Im Segment der regelmäßigen Linienverbindungen setzt die Low-Cost-Fluggesellschaft Ryanair ihre Flüge nach Alicante in Spanien mit zwei wöchentlichen Frequenzen fort. Ergänzend dazu werden klassische Urlaubsziele wie Hurghada in Ägypten mehrmals wöchentlich bedient, um die Nachfrage im Bereich des Freizeitreiseverkehrs abzudecken. Um das Angebot über reine Stranddestinationen hinaus zu erweitern, organisieren regionale Reiseveranstalter wie schöner reisen mit Wiesinger oder Columbus Reisen zeitlich begrenzte Sonderreisen zu europäischen und nordafrikanischen Zielen, darunter Nizza, Paris, Catania, Neapel, Kairo und Marrakesch.
Eine zentrale Säule für den Standort Linz bleibt die Zubringeranbindung an ein internationales Luftfahrtdrehkreuz. Die dänische Fluggesellschaft DAT (Danish Air Transport) bedient die Strecke zwischen Linz und dem Flughafen Frankfurt mit bis zu drei täglichen Rotationen und insgesamt 17 wöchentlichen Verbindungen. Diese Streckenführung dient primär der Anbindung der oberösterreichischen Wirtschaft und der Passagiere an das weltweite Streckennetz der Lufthansa Group, der Partnerairline Qatar Airways sowie weiterer internationaler Fluggesellschaften.

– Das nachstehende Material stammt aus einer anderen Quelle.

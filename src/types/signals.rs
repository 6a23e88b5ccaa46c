use chrono::NaiveDate;
use serde::{Deserialize, Serialize};
use std::fmt;

use super::SentimentResult;

/// Discrete trading recommendation.
#[derive(Debug, Clone, Copy, PartialEq, Eq, Hash, Serialize, Deserialize)]
#[serde(rename_all = "SCREAMING_SNAKE_CASE")]
pub enum SignalLabel {
    StrongBuy,
    Buy,
    Hold,
    Caution,
    Sell,
}

impl SignalLabel {
    /// Display color hint for presentation layers.
    pub fn color(&self) -> &'static str {
        match self {
            SignalLabel::StrongBuy => "green",
            SignalLabel::Buy => "blue",
            SignalLabel::Hold => "gray",
            SignalLabel::Caution => "orange",
            SignalLabel::Sell => "red",
        }
    }

    /// Get display label for this signal.
    pub fn label(&self) -> &'static str {
        match self {
            SignalLabel::StrongBuy => "STRONG BUY",
            SignalLabel::Buy => "BUY",
            SignalLabel::Hold => "HOLD",
            SignalLabel::Caution => "CAUTION",
            SignalLabel::Sell => "SELL",
        }
    }
}

impl fmt::Display for SignalLabel {
    fn fmt(&self, f: &mut fmt::Formatter<'_>) -> fmt::Result {
        f.write_str(self.label())
    }
}

/// Classified signal with its color and the reason it was chosen.
#[derive(Debug, Clone, PartialEq, Serialize, Deserialize)]
#[serde(rename_all = "camelCase")]
pub struct TradingSignal {
    pub label: SignalLabel,
    pub color: String,
    pub reason: String,
}

impl TradingSignal {
    pub fn new(label: SignalLabel, reason: impl Into<String>) -> Self {
        Self {
            label,
            color: label.color().to_string(),
            reason: reason.into(),
        }
    }
}

/// Tunable cutoffs for classification.
#[derive(Debug, Clone, Copy, PartialEq, Serialize, Deserialize)]
#[serde(rename_all = "camelCase")]
pub struct SignalThresholds {
    /// A headline counts only when its confidence is strictly above this.
    pub sentiment_threshold: f64,
    pub oversold_rsi: f64,
    pub overbought_rsi: f64,
}

impl Default for SignalThresholds {
    fn default() -> Self {
        Self {
            sentiment_threshold: 0.85,
            oversold_rsi: 30.0,
            overbought_rsi: 70.0,
        }
    }
}

impl SignalThresholds {
    /// Check ranges: threshold in [0, 1], RSI bounds in [0, 100], oversold below overbought.
    pub fn validate(&self) -> Result<(), String> {
        if !(0.0..=1.0).contains(&self.sentiment_threshold) {
            return Err(format!(
                "sentiment threshold must be within [0, 1], got {}",
                self.sentiment_threshold
            ));
        }
        for (name, value) in [
            ("oversold RSI", self.oversold_rsi),
            ("overbought RSI", self.overbought_rsi),
        ] {
            if !(0.0..=100.0).contains(&value) {
                return Err(format!("{} must be within [0, 100], got {}", name, value));
            }
        }
        if self.oversold_rsi >= self.overbought_rsi {
            return Err(format!(
                "oversold RSI ({}) must be below overbought RSI ({})",
                self.oversold_rsi, self.overbought_rsi
            ));
        }
        Ok(())
    }
}

/// RSI at one date; `None` until the lookback window is filled.
#[derive(Debug, Clone, Copy, PartialEq, Serialize, Deserialize)]
pub struct IndicatorValue {
    pub date: NaiveDate,
    pub rsi: Option<f64>,
}

/// Where the current RSI sits relative to the thresholds.
#[derive(Debug, Clone, Copy, PartialEq, Eq, Serialize, Deserialize)]
#[serde(rename_all = "snake_case")]
pub enum RsiZone {
    Oversold,
    Neutral,
    Overbought,
}

impl RsiZone {
    pub fn classify(rsi: f64, thresholds: &SignalThresholds) -> Self {
        if rsi < thresholds.oversold_rsi {
            RsiZone::Oversold
        } else if rsi > thresholds.overbought_rsi {
            RsiZone::Overbought
        } else {
            RsiZone::Neutral
        }
    }
}

/// Full output of one pipeline run, ready for presentation.
#[derive(Debug, Clone, Serialize)]
#[serde(rename_all = "camelCase")]
pub struct SignalReport {
    pub ticker: String,
    pub signal: SignalLabel,
    pub color: String,
    pub reason: String,
    pub current_price: f64,
    pub previous_price: f64,
    pub change_percent: f64,
    pub current_rsi: f64,
    pub rsi_zone: RsiZone,
    pub dates: Vec<String>,
    pub prices: Vec<f64>,
    pub rsi_values: Vec<Option<f64>>,
    pub sentiment_results: Vec<SentimentResult>,
    pub price_source: super::PriceSource,
    pub sentiment_strategy: super::SentimentStrategy,
    pub thresholds: SignalThresholds,
    pub generated_at: i64,
}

Luftfahrtanalysten weisen darauf hin, dass Regionalflughäfen wie Linz im aktuellen Marktumfeld unter starkem Konsolidierungs- und Kostendruck stehen. Die Abhangigkeit von einzelnen Drehkreuzverbindungen wie nach Frankfurt sowie von saisonalen Sonderkontingenten erfordert eine hohe Flexibilität der Flughafenbetriebsgesellschaft. Während Großflughäfen kontinuierliche Wachstumsraten verzeichnen, müssen kleinere Standorte ihr Flugangebot passgenau an die lokale Nachfrage anpassen, um die wirtschaftliche Tragfähigkeit der Bodendienste und Terminals zu gewährleisten.